2019 BP Calendar "Minnesota Heroes" (Robert Bly)
Robert Bly (born in Madison, Minnesota) was one of the greatest poets of the Minnesota countryside. He won the National Book Award for Poetry, which is our nation’s highest award. He has done a lot to influence American poetry for several reasons, one being he translated many poetry greats like Neruda, Lorca and Vallejo, Rilke and Rumi. Bly brought the world into American writing at a time when it was very closed off, in the 50s, which also means he broadened the country’s politics. As Minnesota’s first Poet Laureate he pioneered a shift in how men’s roles could be seen, and challenged macho models. He has over 40 collections of poetry and amassed many awards in writing including the Robert Frost Medal, which was a lifetime achievement award from the Poetry Society of America.
A lovely way to summarize a great man’s legacy is from something that Marie How said to him about the famous conferences he held: “You brought men together and let them feel their feelings without holding a beer in their hands.”
This is especially moving to me in a time in which it seems like men are not allowed to embrace emotions at all, and toxic masculinity is deafening. Thank you for your contributions to the world from one rural Minnesotan creative to another.
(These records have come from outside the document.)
#[cfg(test)]
mod spec {
    use http::StatusCode;
    use serde_json::json;
    use service::command::{self, Command as _};

    use crate::api::test::{self, bearer, date, get};

    const PASSWORD: &str = "Secret1!";

    #[tokio::test]
    async fn searches_by_min_stars() {
        let svc = test::service();
        _ = test::hotel(&svc, "Three", 3).await;
        let four = test::hotel(&svc, "Four", 4).await;
        let five = test::hotel(&svc, "Five", 5).await;

        let (status, _, body) =
            test::send(&svc, get("/api/hotels?minStars=4")).await;

        assert_eq!(status, StatusCode::OK);
        assert_eq!(body["totalCount"], 2);
        assert_eq!(body["page"], 1);
        assert_eq!(body["pageSize"], 10);
        assert_eq!(body["totalPages"], 1);
        assert_eq!(body["data"][0]["id"], json!(five.id));
        assert_eq!(body["data"][1]["id"], json!(four.id));
        assert_eq!(body["data"][1]["cityName"], "Tbilisi");
    }

    #[tokio::test]
    async fn sorts_by_price_and_paginates() {
        let svc = test::service();
        let cheap = test::hotel(&svc, "Cheap", 3).await;
        _ = test::room(&svc, &cheap, "1", 50, 2).await;
        let pricey = test::hotel(&svc, "Pricey", 5).await;
        _ = test::room(&svc, &pricey, "1", 300, 2).await;
        let empty = test::hotel(&svc, "Empty", 4).await;

        let (_, _, body) = test::send(
            &svc,
            get("/api/hotels?sortBy=price&ascending=true&pageSize=2"),
        )
        .await;
        assert_eq!(body["totalCount"], 3);
        assert_eq!(body["totalPages"], 2);
        assert_eq!(body["data"][0]["id"], json!(cheap.id));
        assert_eq!(body["data"][0]["minPrice"]["amount"], "50");
        assert_eq!(body["data"][1]["id"], json!(pricey.id));

        let (_, _, body) = test::send(
            &svc,
            get("/api/hotels?sortBy=price&ascending=true&pageSize=2&page=2"),
        )
        .await;
        assert_eq!(body["data"][0]["id"], json!(empty.id));
        assert_eq!(body["data"][0]["minPrice"], json!(null));
    }

    #[tokio::test]
    async fn searches_by_room_type() {
        let svc = test::service();
        let open = test::hotel(&svc, "Open", 3).await;
        let room = test::room(&svc, &open, "1", 80, 2).await;
        _ = test::hotel(&svc, "Other", 4).await;

        let (status, _, body) = test::send(
            &svc,
            get(&format!("/api/hotels?roomTypeId={}", room.type_id)),
        )
        .await;
        assert_eq!(status, StatusCode::OK);
        assert_eq!(body["totalCount"], 1);
        assert_eq!(body["data"][0]["id"], json!(open.id));

        let (status, _, _) =
            test::send(&svc, get("/api/hotels?roomTypeId=suite")).await;
        assert_eq!(status, StatusCode::BAD_REQUEST);
    }

    #[tokio::test]
    async fn recommends_hotels_to_session_owner() {
        let svc = test::service();
        let booked = test::hotel(&svc, "Booked", 4).await;
        let room = test::room(&svc, &booked, "1", 80, 2).await;
        _ = test::hotel(&svc, "Elsewhere", 4).await;
        let customer =
            test::customer(&svc, "guest@example.com", PASSWORD).await;
        _ = svc
            .execute(command::CreateBooking {
                customer_id: customer.id,
                room_id: room.id,
                check_in: date("2025-01-05"),
                check_out: date("2025-01-08"),
            })
            .await
            .unwrap();
        let token = test::login(&svc, "guest@example.com", PASSWORD).await;
        let uri = "/api/customers/me/recommendations";

        let (status, _, body) =
            test::send(&svc, bearer(get(uri), &token)).await;
        assert_eq!(status, StatusCode::OK);
        assert_eq!(body.as_array().unwrap().len(), 1);
        assert_eq!(body[0]["id"], json!(booked.id));

        let (status, _, body) = test::send(
            &svc,
            bearer(get(&format!("{uri}?count=0")), &token),
        )
        .await;
        assert_eq!(status, StatusCode::BAD_REQUEST);
        assert_eq!(body["code"], "INVALID_COUNT");

        let (status, _, _) = test::send(&svc, get(uri)).await;
        assert_eq!(status, StatusCode::UNAUTHORIZED);
    }

    #[tokio::test]
    async fn rejects_invalid_search_params() {
        let svc = test::service();

        for (uri, code) in [
            ("/api/hotels?minStars=6", "INVALID_STAR_RATING"),
            ("/api/hotels?page=0", "INVALID_PAGINATION"),
            ("/api/hotels?pageSize=101", "INVALID_PAGINATION"),
            ("/api/hotels?amenities=1,2", "INVALID_AMENITIES"),
            ("/api/hotels?guests=0", "INVALID_GUESTS"),
            ("/api/hotels?minPrice=cheap", "BAD_REQUEST"),
        ] {
            let (status, _, body) = test::send(&svc, get(uri)).await;

            assert_eq!(status, StatusCode::BAD_REQUEST, "{uri}");
            assert_eq!(body["code"], code, "{uri}");
        }
    }

    #[tokio::test]
    async fn returns_hotel_details() {
        let svc = test::service();
        let hotel = test::hotel(&svc, "Details", 4).await;
        _ = test::room(&svc, &hotel, "201", 120, 2).await;
        _ = test::room(&svc, &hotel, "101", 100, 2).await;

        let (status, _, body) =
            test::send(&svc, get(&format!("/api/hotels/{}", hotel.id))).await;

        assert_eq!(status, StatusCode::OK);
        assert_eq!(body["name"], "Details");
        assert_eq!(body["starRating"], 4);
        assert_eq!(body["address"]["cityName"], "Tbilisi");
        assert_eq!(body["address"]["countryName"], "Georgia");
        assert_eq!(body["rooms"][0]["number"], "101");
        assert_eq!(body["rooms"][1]["number"], "201");

        let (status, _, body) = test::send(
            &svc,
            get(&format!("/api/hotels/{}", service::domain::hotel::Id::new())),
        )
        .await;
        assert_eq!(status, StatusCode::NOT_FOUND);
        assert_eq!(body["code"], "HOTEL_NOT_EXISTS");
    }

    #[tokio::test]
    async fn lists_hotel_rooms_by_availability() {
        let svc = test::service();
        let hotel = test::hotel(&svc, "Rooms", 4).await;
        let booked = test::room(&svc, &hotel, "101", 100, 2).await;
        let free = test::room(&svc, &hotel, "102", 100, 2).await;
        let customer =
            test::customer(&svc, "guest@example.com", PASSWORD).await;
        _ = svc
            .execute(command::CreateBooking {
                customer_id: customer.id,
                room_id: booked.id,
                check_in: date("2025-01-05"),
                check_out: date("2025-01-08"),
            })
            .await
            .unwrap();
        let uri = format!("/api/hotels/{}/rooms", hotel.id);

        let (_, _, body) = test::send(&svc, get(&uri)).await;
        assert_eq!(body.as_array().unwrap().len(), 2);

        let (_, _, body) = test::send(
            &svc,
            get(&format!("{uri}?checkIn=2025-01-07&checkOut=2025-01-09")),
        )
        .await;
        assert_eq!(body.as_array().unwrap().len(), 1);
        assert_eq!(body[0]["id"], json!(free.id));

        let (status, _, body) =
            test::send(&svc, get(&format!("{uri}?checkIn=2025-01-07"))).await;
        assert_eq!(status, StatusCode::BAD_REQUEST);
        assert_eq!(body["code"], "INCOMPLETE_RANGE");

        let (status, _, _) = test::send(
            &svc,
            get(&format!(
                "/api/hotels/{}/rooms",
                service::domain::hotel::Id::new(),
            )),
        )
        .await;
        assert_eq!(status, StatusCode::NOT_FOUND);
    }
}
An excerpt from his daughter Mary’s favorite poem:
I am driving; it is dusk; Minnesota.
The stubble field catches the last growth of sun.
The soybeans are breathing on all sides.
Old men are sitting before their houses on car seats
In the small towns. I am happy,
The moon rising above the turkey sheds.
II
The small world of the car
Plunges through the deep fields of the night,
On the road from Willmar to Milan.
This solitude covered with iron
Moves through the fields of night
Penetrated by the noise of crickets.